◆ **WHAT THE TASK ASKS**:
Write out each line from the data below that includes the word "failed".

Saved entries:
============

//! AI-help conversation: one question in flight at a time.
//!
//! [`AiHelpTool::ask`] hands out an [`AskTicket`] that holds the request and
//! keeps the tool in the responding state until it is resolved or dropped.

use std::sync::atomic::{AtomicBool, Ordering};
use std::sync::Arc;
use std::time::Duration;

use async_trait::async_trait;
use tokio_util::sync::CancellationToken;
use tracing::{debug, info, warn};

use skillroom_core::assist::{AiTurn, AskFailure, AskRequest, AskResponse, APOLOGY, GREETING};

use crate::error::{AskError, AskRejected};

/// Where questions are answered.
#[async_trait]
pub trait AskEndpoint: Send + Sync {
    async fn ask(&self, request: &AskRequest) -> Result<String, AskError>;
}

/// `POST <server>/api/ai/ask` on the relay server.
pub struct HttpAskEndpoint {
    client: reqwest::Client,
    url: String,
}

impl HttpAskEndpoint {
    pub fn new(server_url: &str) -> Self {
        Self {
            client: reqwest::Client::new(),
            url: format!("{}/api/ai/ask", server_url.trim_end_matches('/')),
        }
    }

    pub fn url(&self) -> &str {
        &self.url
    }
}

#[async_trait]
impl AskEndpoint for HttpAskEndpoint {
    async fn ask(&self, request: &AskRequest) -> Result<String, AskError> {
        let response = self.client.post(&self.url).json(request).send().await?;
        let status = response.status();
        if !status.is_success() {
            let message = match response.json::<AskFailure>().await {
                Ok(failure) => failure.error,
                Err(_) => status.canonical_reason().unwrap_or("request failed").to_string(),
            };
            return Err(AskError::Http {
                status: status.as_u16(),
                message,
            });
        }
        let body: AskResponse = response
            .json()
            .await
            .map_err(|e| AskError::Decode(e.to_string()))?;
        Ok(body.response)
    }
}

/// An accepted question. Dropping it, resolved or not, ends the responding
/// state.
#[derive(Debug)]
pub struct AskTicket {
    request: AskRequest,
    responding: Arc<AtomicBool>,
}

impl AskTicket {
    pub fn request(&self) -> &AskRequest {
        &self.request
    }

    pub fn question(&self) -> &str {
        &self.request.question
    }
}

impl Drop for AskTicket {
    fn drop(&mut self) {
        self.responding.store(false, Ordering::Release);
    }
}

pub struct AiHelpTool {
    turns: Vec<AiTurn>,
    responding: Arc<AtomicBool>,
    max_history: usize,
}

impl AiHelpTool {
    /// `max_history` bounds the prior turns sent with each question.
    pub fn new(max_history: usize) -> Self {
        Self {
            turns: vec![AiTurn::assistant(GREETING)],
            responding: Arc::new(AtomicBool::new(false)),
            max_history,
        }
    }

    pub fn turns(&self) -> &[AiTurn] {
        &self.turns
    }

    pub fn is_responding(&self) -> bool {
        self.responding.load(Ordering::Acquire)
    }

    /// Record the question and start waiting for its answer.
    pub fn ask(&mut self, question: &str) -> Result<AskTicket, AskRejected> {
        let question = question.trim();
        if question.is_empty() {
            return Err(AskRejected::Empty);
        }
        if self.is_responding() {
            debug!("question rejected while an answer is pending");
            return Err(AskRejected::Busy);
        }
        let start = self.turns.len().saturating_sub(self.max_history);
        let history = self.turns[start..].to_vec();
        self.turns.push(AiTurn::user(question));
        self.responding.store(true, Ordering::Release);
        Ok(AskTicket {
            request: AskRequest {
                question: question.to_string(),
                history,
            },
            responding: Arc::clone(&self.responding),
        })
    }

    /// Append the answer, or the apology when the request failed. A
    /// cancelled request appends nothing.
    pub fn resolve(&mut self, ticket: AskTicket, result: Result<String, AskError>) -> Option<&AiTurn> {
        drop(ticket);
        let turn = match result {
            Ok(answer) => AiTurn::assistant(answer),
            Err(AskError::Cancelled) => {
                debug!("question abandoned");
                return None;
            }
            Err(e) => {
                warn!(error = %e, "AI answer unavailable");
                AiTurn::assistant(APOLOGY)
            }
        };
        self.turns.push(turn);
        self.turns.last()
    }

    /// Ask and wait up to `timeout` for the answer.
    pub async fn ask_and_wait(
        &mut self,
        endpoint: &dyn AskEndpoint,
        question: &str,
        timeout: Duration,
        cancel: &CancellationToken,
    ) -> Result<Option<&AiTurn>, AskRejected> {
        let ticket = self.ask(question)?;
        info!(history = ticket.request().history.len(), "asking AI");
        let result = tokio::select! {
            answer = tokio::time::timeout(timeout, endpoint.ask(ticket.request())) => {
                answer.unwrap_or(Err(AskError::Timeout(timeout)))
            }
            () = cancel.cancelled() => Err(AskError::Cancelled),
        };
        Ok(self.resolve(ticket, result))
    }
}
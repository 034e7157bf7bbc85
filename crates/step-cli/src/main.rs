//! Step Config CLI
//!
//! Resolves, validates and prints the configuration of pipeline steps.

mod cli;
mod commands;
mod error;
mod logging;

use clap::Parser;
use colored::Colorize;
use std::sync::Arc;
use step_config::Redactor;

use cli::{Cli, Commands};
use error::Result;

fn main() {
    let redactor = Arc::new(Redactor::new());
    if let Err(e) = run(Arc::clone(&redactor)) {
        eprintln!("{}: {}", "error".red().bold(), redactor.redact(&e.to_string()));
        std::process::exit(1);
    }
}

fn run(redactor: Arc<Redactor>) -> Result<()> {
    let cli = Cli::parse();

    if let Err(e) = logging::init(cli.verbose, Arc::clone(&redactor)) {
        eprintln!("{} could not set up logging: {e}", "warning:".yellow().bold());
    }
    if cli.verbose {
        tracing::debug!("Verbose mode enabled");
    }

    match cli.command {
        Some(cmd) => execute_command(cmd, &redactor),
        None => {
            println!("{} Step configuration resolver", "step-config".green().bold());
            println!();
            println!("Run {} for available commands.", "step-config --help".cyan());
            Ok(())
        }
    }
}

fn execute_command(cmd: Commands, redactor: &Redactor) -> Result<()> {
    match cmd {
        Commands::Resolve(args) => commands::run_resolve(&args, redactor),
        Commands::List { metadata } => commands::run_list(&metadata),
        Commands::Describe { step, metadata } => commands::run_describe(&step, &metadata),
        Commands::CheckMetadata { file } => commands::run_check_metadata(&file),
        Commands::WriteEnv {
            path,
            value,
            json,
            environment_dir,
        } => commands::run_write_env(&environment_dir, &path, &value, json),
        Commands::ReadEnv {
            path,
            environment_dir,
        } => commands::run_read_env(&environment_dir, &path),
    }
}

============

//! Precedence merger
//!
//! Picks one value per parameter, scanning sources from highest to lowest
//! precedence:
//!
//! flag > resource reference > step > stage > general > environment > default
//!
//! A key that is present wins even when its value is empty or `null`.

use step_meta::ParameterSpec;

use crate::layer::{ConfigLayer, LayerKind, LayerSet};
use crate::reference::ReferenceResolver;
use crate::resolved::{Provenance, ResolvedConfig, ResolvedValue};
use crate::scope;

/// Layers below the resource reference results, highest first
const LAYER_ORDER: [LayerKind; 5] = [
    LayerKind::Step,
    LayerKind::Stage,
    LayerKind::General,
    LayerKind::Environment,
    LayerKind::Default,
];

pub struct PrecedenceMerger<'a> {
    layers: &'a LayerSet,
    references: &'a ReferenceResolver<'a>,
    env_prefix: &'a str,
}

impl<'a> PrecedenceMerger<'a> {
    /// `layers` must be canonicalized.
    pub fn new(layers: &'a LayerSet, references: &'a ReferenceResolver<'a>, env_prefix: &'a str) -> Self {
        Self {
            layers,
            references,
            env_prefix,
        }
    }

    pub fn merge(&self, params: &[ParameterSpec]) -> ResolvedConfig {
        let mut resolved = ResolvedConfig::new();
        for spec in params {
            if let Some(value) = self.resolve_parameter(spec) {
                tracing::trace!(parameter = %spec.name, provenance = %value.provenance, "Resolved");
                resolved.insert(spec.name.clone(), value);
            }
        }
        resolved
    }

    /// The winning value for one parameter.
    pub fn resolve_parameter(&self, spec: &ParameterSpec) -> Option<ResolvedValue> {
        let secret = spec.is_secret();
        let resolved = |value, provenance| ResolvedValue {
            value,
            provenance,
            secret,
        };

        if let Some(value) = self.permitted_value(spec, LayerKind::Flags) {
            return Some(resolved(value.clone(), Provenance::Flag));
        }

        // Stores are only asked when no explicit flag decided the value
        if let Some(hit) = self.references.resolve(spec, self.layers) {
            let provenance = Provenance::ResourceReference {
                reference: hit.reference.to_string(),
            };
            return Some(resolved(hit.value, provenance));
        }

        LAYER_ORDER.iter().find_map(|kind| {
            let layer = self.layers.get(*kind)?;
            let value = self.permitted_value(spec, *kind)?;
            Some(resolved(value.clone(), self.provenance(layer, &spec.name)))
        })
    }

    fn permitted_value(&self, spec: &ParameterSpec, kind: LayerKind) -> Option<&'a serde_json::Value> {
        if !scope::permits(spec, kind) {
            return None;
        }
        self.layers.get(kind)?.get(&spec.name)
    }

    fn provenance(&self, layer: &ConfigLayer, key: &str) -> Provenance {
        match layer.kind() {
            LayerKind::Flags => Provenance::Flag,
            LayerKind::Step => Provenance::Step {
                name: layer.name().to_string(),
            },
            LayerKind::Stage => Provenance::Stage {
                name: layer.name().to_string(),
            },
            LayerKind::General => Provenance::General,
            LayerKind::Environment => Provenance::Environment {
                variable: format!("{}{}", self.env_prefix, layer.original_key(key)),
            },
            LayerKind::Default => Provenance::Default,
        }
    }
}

============

◆ **WRITTEN ANSWER**:
                Err(_) => status.canonical_reason().unwrap_or("request failed").to_string(),
    /// Append the answer, or the apology when the request failed. A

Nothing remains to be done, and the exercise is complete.